The protesters raised their banderole that read "Human Rights for Vietnam," and "Religious Freedom for Vietnam." Hundreds of uniformed and undercover Public Security police broke up the crowds. According to a source, two of the protesters attempted suicide to protest Public Security agents for burning their brown flags, the Hoa Hao Buddhist Church holy banners.
On Wednesday, Hanoi Foreign Ministry spokeswoman confirmed that Mr. Ha Hai was detained for numerous violations but she denied to elaborate specific charges brought against Mr. Hai.
Hanoi has always asserted that there is no political prisoners in its hundreds of prisons – central down to district levels - saying that all the inmates are criminal law offenders. In fact, all political prisoners are incarcerated as violating the Criminal Code ambiguous provisions, under which all political or religious dissidents can be convicted as having "actions aimed at overthrowing the Socialist state, creating social disorder" disregarding whatever they might have done.
* A Daring Pilot.
While President Clinton was visiting Hanoi on November 17, 2000, a small Cessna airplane was flying at low altitude over Saigon for 30 minutes to drop about 50,000 anti-Communist leaflets on the populated areas of the city. The Cessna then headed back to Thailand where it had departed. The man who commanded the mission is Ly Tong, a former Republic of Vietnam Air Force jet fighter pilot who had done the same task twice over Saigon in 1992 and Havana, Cuba on Jan 1, 2000.
Ly Tong was well known in the Vietnamese overseas community for his boldness. Right before Saigon collapsed on April 1975, his fighter was shot down and he was taken prisoner by the Communist force. He escaped the Communist prison in 1980 and fled Vietnam for Cambodia, then Thailand. Two years later, after toiling works for living, detentions and escapes in Cambodia and Thailand, and hundreds of kilometer walking he swam across the narrow Johore Strait to report to the American Embassy in Singapore for asylum.

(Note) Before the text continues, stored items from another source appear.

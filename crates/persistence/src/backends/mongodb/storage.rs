//! CaseStorage implementation for MongoDB.

use async_trait::async_trait;
use mongodb::bson::doc;
use tracing::{debug, warn};

use crate::core::{Backend, CaseStorage, PingStatus};
use crate::error::{BackendError, ResourceError, StorageError, StorageResult};
use crate::types::{Case, CaseQuery};

use super::MongoBackend;
use super::backend::collect_documents;
use super::convert::{case_to_document, document_to_case, is_duplicate_key, query_to_filter};

#[async_trait]
impl CaseStorage for MongoBackend {
    fn backend_name(&self) -> &'static str {
        "mongodb"
    }

    async fn list_all(&self) -> StorageResult<Vec<Case>> {
        self.find(&CaseQuery::new()).await
    }

    async fn find(&self, query: &CaseQuery) -> StorageResult<Vec<Case>> {
        let filter = query_to_filter(query)?;
        debug!(?filter, "Querying cases");

        let mut session = self.acquire().await?;
        let cursor = self.cases().find(filter).session(&mut session).await?;
        let documents = collect_documents(cursor, &mut session).await?;
        self.release(session).await;

        Ok(documents
            .into_iter()
            .filter_map(|document| match document_to_case(document) {
                Ok(case) => Some(case),
                Err(e) => {
                    warn!(error = %e, "Skipping stored document without a case identifier");
                    None
                }
            })
            .collect())
    }

    async fn case_ids(&self) -> StorageResult<Vec<String>> {
        let mut session = self.acquire().await?;
        let cursor = self
            .cases()
            .find(doc! {})
            .projection(doc! { "_id": 0, "id_caso": 1 })
            .session(&mut session)
            .await?;
        let documents = collect_documents(cursor, &mut session).await?;
        self.release(session).await;

        Ok(documents
            .iter()
            .filter_map(|document| document.get_str("id_caso").ok())
            .map(str::to_string)
            .collect())
    }

    async fn exists(&self, id_caso: &str) -> StorageResult<bool> {
        let mut session = self.acquire().await?;
        let found = self
            .cases()
            .find_one(doc! { "id_caso": id_caso })
            .session(&mut session)
            .await?;
        self.release(session).await;

        Ok(found.is_some())
    }

    async fn insert(&self, case: Case) -> StorageResult<Case> {
        let document = case_to_document(&case)?;
        let mut session = self.acquire().await?;

        let inserted = match self
            .cases()
            .insert_one(document)
            .session(&mut session)
            .await
        {
            Ok(result) => result,
            Err(e) if is_duplicate_key(&e) => {
                return Err(ResourceError::AlreadyExists {
                    id_caso: case.id_caso().to_string(),
                }
                .into());
            }
            Err(e) => return Err(e.into()),
        };

        let stored = self
            .cases()
            .find_one(doc! { "_id": inserted.inserted_id.clone() })
            .session(&mut session)
            .await?
            .ok_or_else(|| {
                StorageError::Backend(BackendError::Internal {
                    backend_name: "mongodb".to_string(),
                    message: format!("inserted case {} could not be read back", case.id_caso()),
                    source: None,
                })
            })?;
        self.release(session).await;

        debug!(id_caso = case.id_caso(), "Inserted case into MongoDB");
        Ok(document_to_case(stored)?)
    }

    async fn ping(&self) -> PingStatus {
        match self.health_check().await {
            Ok(()) => PingStatus::connected(format!("mongodb {}", self.config().database)),
            Err(e) => PingStatus::disconnected(e.to_string()),
        }
    }
}
//! MongoDB backend implementation.
//!
//! Stores one document per case in a collection with a unique index on
//! `id_caso`, and exposes a read-only listing of the reports collection kept
//! in the same database.
//!
//! # Example
//!
//! ```no_run
//! use kuntur_persistence::backends::mongodb::{MongoBackend, MongoBackendConfig};
//! use kuntur_persistence::core::{Backend, CaseStorage};
//!
//! # async fn example() -> Result<(), Box<dyn std::error::Error>> {
//! let config = MongoBackendConfig::new("mongodb://localhost:27017")
//!     .with_database("kuntur");
//! let backend = MongoBackend::connect(config).await?;
//! backend.initialize().await?;
//!
//! let status = backend.ping().await;
//! println!("connected: {}", status.connected);
//! # Ok(())
//! # }
//! ```

mod backend;
mod convert;
mod reports;
mod storage;

pub use backend::{MongoBackend, MongoBackendConfig};
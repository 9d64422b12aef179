//! Storage backend implementations.
//!
//! # Available Backends
//!
//! | Backend | Feature | Description |
//! |---------|---------|-------------|
//! | File | (always) | Single JSON array on local disk, great for development |
//! | MongoDB | `mongodb` | Document store with a unique index on `id_caso` |
//!
//! # Example
//!
//! ```no_run
//! use kuntur_persistence::backends::file::FileBackend;
//!
//! let backend = FileBackend::new("./static/data/casos.json");
//! ```

pub mod file;

#[cfg(feature = "mongodb")]
pub mod mongodb;
//! Route configuration for the case REST API.
//!
//! This module contains the routing configuration that maps HTTP paths
//! to handlers.

pub mod case_routes;

pub use case_routes::create_routes;
//! File backend implementation.
//!
//! Stores every case in a single pretty-printed JSON array. Suited to
//! development and single-process deployments.
//!
//! # Behavior
//!
//! - A missing file reads as an empty store; [`initialize`] creates it.
//! - A file that is not a JSON array reads as empty and is not rewritten by
//!   reads.
//! - Entries that are not valid cases are skipped by reads and kept verbatim
//!   when the file is rewritten.
//! - Inserts serialize through an in-process lock and replace the file by
//!   atomic rename.
//!
//! [`initialize`]: crate::core::Backend::initialize
//!
//! # Example
//!
//! ```no_run
//! use kuntur_persistence::backends::file::FileBackend;
//! use kuntur_persistence::core::{Backend, CaseStorage};
//!
//! # async fn example() -> Result<(), Box<dyn std::error::Error>> {
//! let backend = FileBackend::new("./static/data/casos.json");
//! backend.initialize().await?;
//!
//! let cases = backend.list_all().await?;
//! println!("{} cases on file", cases.len());
//! # Ok(())
//! # }
//! ```

mod backend;
mod storage;

pub(crate) use backend::FileContents;
pub use backend::{DEFAULT_DATA_FILE, FileBackend, FileBackendConfig};
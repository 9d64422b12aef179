//! Kuntur Detector Case Persistence Layer
//!
//! This crate stores and retrieves the case records opened by agents in
//! response to alerts. It provides sequential case identifiers, two
//! interchangeable storage backends, a repository that ties them together,
//! and a one-shot migration from the file store to the document store.
//!
//! # Backend Features
//!
//! Enable backends with feature flags in `Cargo.toml`:
//!
//! ```toml
//! [dependencies]
//! kuntur-persistence = { version = "0.1", default-features = false }
//! ```
//!
//! Available backend features:
//! - the file backend is always available
//! - `mongodb` (default) - MongoDB document storage
//!
//! # Architecture
//!
//! - [`types`] - Case record, validated input, equality queries
//! - [`error`] - Error types for all operations
//! - [`core`] - Storage traits and the identifier generator
//! - [`backends`] - Backend implementations (file, MongoDB)
//! - [`repository`] - The entry point used by the HTTP layer
//! - [`migration`] - File store to document store migration
//!
//! # Quick Start
//!
//! ```no_run
//! use std::sync::Arc;
//!
//! use kuntur_persistence::backends::file::FileBackend;
//! use kuntur_persistence::core::Backend;
//! use kuntur_persistence::repository::CaseRepository;
//! use kuntur_persistence::types::CaseFilters;
//! use serde_json::json;
//!
//! # async fn example() -> Result<(), Box<dyn std::error::Error>> {
//! let backend = Arc::new(FileBackend::new("./static/data/casos.json"));
//! backend.initialize().await?;
//!
//! let repo = CaseRepository::new(backend);
//! let fields = json!({
//!     "id_alarma": "AL23072504",
//!     "nombre_agente": "Juan Pérez",
//!     "cedula_agente": "1723456789",
//!     "nombre_victima": "María López",
//!     "cedula_victima": "1712345678",
//!     "informe_policial": "Descripción del caso"
//! });
//! let case = repo.create_case(fields.as_object().cloned().unwrap_or_default()).await?;
//! println!("opened {}", case.id_caso());
//!
//! let same_alarm = repo.get_cases(&CaseFilters::by_alarm("AL23072504")).await?;
//! assert!(!same_alarm.is_empty());
//! # Ok(())
//! # }
//! ```

#![warn(rustdoc::missing_crate_level_docs)]

pub mod backends;
pub mod core;
pub mod error;
pub mod migration;
pub mod repository;
pub mod types;

// Re-export commonly used types at crate root
pub use error::{StorageError, StorageResult};
pub use migration::MigrationReport;
pub use repository::CaseRepository;
pub use types::{Case, CaseFilters, CaseQuery, NewCase};

// Re-export core traits
pub use core::{Backend, BackendKind, CaseStorage, PingStatus};

/// Crate version.
pub const VERSION: &str = env!("CARGO_PKG_VERSION");

/// Crate name.
pub const NAME: &str = env!("CARGO_PKG_NAME");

In 1992, he forced the pilots on a Vietnam Airlines passenger jet to circle around Saigon before landing and dropped about 50,000 anti-Communist leaflets. He then bailed out with a parachute hidden in his suitcase and landed on an open field in a Saigon suburb. He was arrested and tried as hijacker by the Communist court. After years in prison, he was released and returned to the USA in 1998.
On January 1, 2000, he hired a small plane in Florida to sneak into Havana skies, delivering some 50,000 anti-Castro leaflets to call on the Cuban people to revolt. He flew back to Florida before Cuban intercepting MiG’s could catch him.. He met no trouble from the US authorities but his flying license was revoked.
After the November 17 risky undertaking, he is detained by authorities in Thailand pending trial. Initially, he was charged as a hijacker, but he denied the charge, saying that he had hired the plane and its pilot for the flight without threatening to use force. Thai authorities found no deadly weapons when searching him, only 10,000 US dollars in cash.
Flying about 100 feet above tree or sea level to safely get in and out of the dense radar and air defense systems is a task that few pilots can perform without an iron will and an extraordinary flying skill.
In the Vietnamese overseas community, some don’t endorse his action, saying that he was a daredevil in a futile adventure, the task that only needs a motorcyclist to perform. But the others appreciate his self-imposed symbolic suicide mission. Though his leaflets couldn’t overthrow the Communist dictatorships in Hanoi and Havana, his sensational stories make him a legendary James Bond, a 007. Such legends might be injecting some heroism into the youth for anti-Communist movements. Or at least, he is showing defiance to the Communist rulers.
A campaign demanding Thailand to acquit Ly Tong is eagerly supported by many Vietnamese abroad and foreigners. Meanwhile, Hanoi has asked Bangkok that a harsh sentence be given to Ly Tong.